With that in mind, the US Conference of Catholic Bishops has issued some guidance on what a COVID relief bill should contain. In doing so, they noted that the USCCB “has consistently advocated for Congress to address peoples’ need for food, housing, health care, employment and income support, and safety in prisons and detention facilities.” They said that relief legislation passed by Congress last year has been a lifeline for families and individuals struggling to make ends meet. Still, they say, more is needed to reach all sectors of society and ensure that help lasts for the duration of the economic crisis.
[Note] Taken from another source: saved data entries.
//! Request handlers for the API endpoints.

use std::sync::Arc;

use axum::Json;
use axum::extract::State;
use axum::http::StatusCode;
use tracing::{info, warn};

use super::AppState;
use super::types::{ErrorResponse, EvaluateRequest, OptimizeRequest, OptimizeResponse};
use crate::error::OptimizeError;
use crate::model::engine::{Evaluation, evaluate};
use crate::model::types::Configuration;
use crate::optimizer::{SearchOptions, optimize_with};

type ApiError = (StatusCode, Json<ErrorResponse>);

fn api_error(status: StatusCode, error: impl ToString) -> ApiError {
    (
        status,
        Json(ErrorResponse {
            error: error.to_string(),
        }),
    )
}

/// `GET /config` → 200 + the server `Configuration` JSON
pub async fn get_config(State(state): State<Arc<AppState>>) -> Json<Configuration> {
    Json(state.config.clone())
}

/// Evaluates one sizing.
///
/// `POST /evaluate` → 200 + `Evaluation` JSON
/// invalid configuration or sizing → 400 + `ErrorResponse`
pub async fn post_evaluate(
    State(state): State<Arc<AppState>>,
    Json(req): Json<EvaluateRequest>,
) -> Result<Json<Evaluation>, ApiError> {
    let config = req.config.as_ref().unwrap_or(&state.config);
    evaluate(config, &req.sizing).map(Json).map_err(|e| {
        warn!(error = %e, "rejected evaluate request");
        api_error(StatusCode::BAD_REQUEST, e)
    })
}

/// Runs a grid search on the blocking pool.
///
/// `POST /optimize` → 200 + `OptimizeResponse` JSON
/// invalid configuration or axis → 400, no feasible candidate → 422
pub async fn post_optimize(
    State(state): State<Arc<AppState>>,
    Json(req): Json<OptimizeRequest>,
) -> Result<Json<OptimizeResponse>, ApiError> {
    let config = req.config.unwrap_or_else(|| state.config.clone());
    let space = req.space.unwrap_or_else(|| state.space.clone());
    let objective = req.objective;
    let options = SearchOptions {
        parallel: req.parallel,
        cancel: None,
    };
    info!(%objective, candidates = space.size(), "optimize request");

    let result = tokio::task::spawn_blocking(move || optimize_with(&config, objective, &space, &options))
        .await
        .map_err(|e| api_error(StatusCode::INTERNAL_SERVER_ERROR, format!("search task failed: {e}")))?;

    match result {
        Ok(outcome) => Ok(Json(OptimizeResponse::from(outcome))),
        Err(e) => {
            warn!(error = %e, "optimize request failed");
            let status = match e {
                OptimizeError::InvalidConfig(_) | OptimizeError::InvalidAxis { .. } => {
                    StatusCode::BAD_REQUEST
                }
                OptimizeError::NoFeasibleSolution { .. } => StatusCode::UNPROCESSABLE_ENTITY,
                OptimizeError::Cancelled { .. } => StatusCode::SERVICE_UNAVAILABLE,
            };
            Err(api_error(status, e))
        }
    }
}

#[cfg(test)]
mod tests {
    use axum::body::Body;
    use axum::http::{Request, header};
    use tower::util::ServiceExt;

    use super::*;
    use crate::api::router;
    use crate::model::types::fixtures::reference;
    use crate::optimizer::{Axis, SearchSpace};

    fn make_test_state() -> Arc<AppState> {
        Arc::new(AppState {
            config: reference(),
            space: SearchSpace {
                solar_thermal_area_m2: Axis::new(0.0, 5000.0, 2),
                pv_area_m2: Axis::new(0.0, 10_000.0, 2),
                heat_pump_kw: Axis::new(0.0, 2000.0, 2),
                storage_kwh: Axis::new(0.0, 5000.0, 2),
            },
        })
    }

    fn post_json(uri: &str, body: &str) -> Request<Body> {
        Request::builder()
            .method("POST")
            .uri(uri)
            .header(header::CONTENT_TYPE, "application/json")
            .body(Body::from(body.to_string()))
            .unwrap()
    }

    async fn json_body(resp: axum::response::Response) -> serde_json::Value {
        let body = axum::body::to_bytes(resp.into_body(), usize::MAX)
            .await
            .unwrap();
        serde_json::from_slice(&body).unwrap()
    }

    #[tokio::test]
    async fn config_returns_200() {
        let app = router(make_test_state());
        let req = Request::builder()
            .uri("/config")
            .body(Body::empty())
            .unwrap();
        let resp = app.oneshot(req).await.unwrap();

        assert_eq!(resp.status(), StatusCode::OK);
        let json = json_body(resp).await;
        assert_eq!(json["baseline"]["cop"], 2.5);
        assert_eq!(json["economics"]["lifespan_years"], 20);
    }

    #[tokio::test]
    async fn evaluate_zero_sizing() {
        let app = router(make_test_state());
        let body = r#"{"sizing":{"solar_thermal_area_m2":0,"pv_area_m2":0,"heat_pump_kw":0,"storage_kwh":0}}"#;
        let resp = app.oneshot(post_json("/evaluate", body)).await.unwrap();

        assert_eq!(resp.status(), StatusCode::OK);
        let json = json_body(resp).await;
        assert_eq!(json["metrics"]["payback"]["status"], "immediate");
        assert_eq!(json["metrics"]["irr"]["status"], "undefined");
        assert_eq!(json["metrics"]["npv"], 0.0);
        assert_eq!(json["metrics"]["cash_flows"].as_array().map(Vec::len), Some(21));
    }

    #[tokio::test]
    async fn evaluate_negative_sizing_returns_400() {
        let app = router(make_test_state());
        let body = r#"{"sizing":{"solar_thermal_area_m2":-1,"pv_area_m2":0,"heat_pump_kw":0,"storage_kwh":0}}"#;
        let resp = app.oneshot(post_json("/evaluate", body)).await.unwrap();

        assert_eq!(resp.status(), StatusCode::BAD_REQUEST);
        let json = json_body(resp).await;
        assert!(json["error"].as_str().is_some_and(|e| e.contains("sizing.solar_thermal_area_m2")));
    }

    #[tokio::test]
    async fn optimize_uses_server_space() {
        let app = router(make_test_state());
        let resp = app
            .oneshot(post_json("/optimize", r#"{"objective":"npv"}"#))
            .await
            .unwrap();

        assert_eq!(resp.status(), StatusCode::OK);
        let json = json_body(resp).await;
        assert_eq!(json["objective"], "npv");
        assert_eq!(json["evaluated"], 16);
        assert_eq!(json["skipped"], 0);
        assert!(json.get("best_sizing").is_some());
        assert!(json.get("candidates").is_none());
    }

    #[tokio::test]
    async fn optimize_oversized_grid_returns_400() {
        let app = router(make_test_state());
        let body = format!(r#"{{"space":{{"pv_area_m2":{{"min":0,"max":1000,"steps":{}}}}}}}"#, u64::MAX);
        let resp = app.oneshot(post_json("/optimize", &body)).await.unwrap();

        assert_eq!(resp.status(), StatusCode::BAD_REQUEST);
        let json = json_body(resp).await;
        assert!(json["error"].as_str().is_some_and(|e| e.contains("pv_area_m2")));
    }

    #[tokio::test]
    async fn optimize_invalid_axis_returns_400() {
        let app = router(make_test_state());
        let body = r#"{"space":{"heat_pump_kw":{"min":100,"max":50,"steps":2}}}"#;
        let resp = app.oneshot(post_json("/optimize", body)).await.unwrap();

        assert_eq!(resp.status(), StatusCode::BAD_REQUEST);
        let json = json_body(resp).await;
        assert!(json["error"].as_str().is_some_and(|e| e.contains("heat_pump_kw")));
    }
}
In the area of hunger and nutrition, the bishops praise increases to the Supplemental Nutrition Assistance Program (SNAP), which they say is a proven way to combat this food insecurity, delivering resources directly to low-income households. They also call for continued investments in vital nutrition programs such as the Special Supplemental Nutrition Program for Women, Infants, and Children (WIC), The Emergency Food Assistance Program (TEFAP) and Commodity Supplemental Food Program (CSFP) which will also help respond to food insecurity that has been exacerbated by the pandemic.

 

To help the millions more at risk of losing their homes due to the resulting economic crisis, the bishops are requesting robust investments in Emergency Solutions Grants, emergency rental assistance, housing counseling services, and mortgage payment assistance as well as greater eviction and foreclosure preventions will help address the health and housing needs of America’s lowest-income renters and people experiencing homelessness.

 

Because millions of people have lost their health insurance coverage during the pandemic, individuals have a need for affordable healthcare coverage. Necessary efforts to provide such coverage should ensure no federal funding goes to health care plans that cover abortion, the bishops said. Expanding Medicaid resources for states and tribes is an important tool to respond to public health needs while avoiding cuts to healthcare or other vital services. We also need to address racial inequities in healthcare, which existed in many forms before the COVID-19 crisis and “have manifested in disturbingly disproportionate rates of coronavirus infection and death in patients of color.” Additional resources to methods of care for low-income and historically marginalized communities are examples of the type of investments needed. The bishops note that, as is even more clear in a pandemic, the exclusion of some from health care threatens the health of all.

 

To learn more, and to see what other issues should be addressed in any COVID relief bill, go here.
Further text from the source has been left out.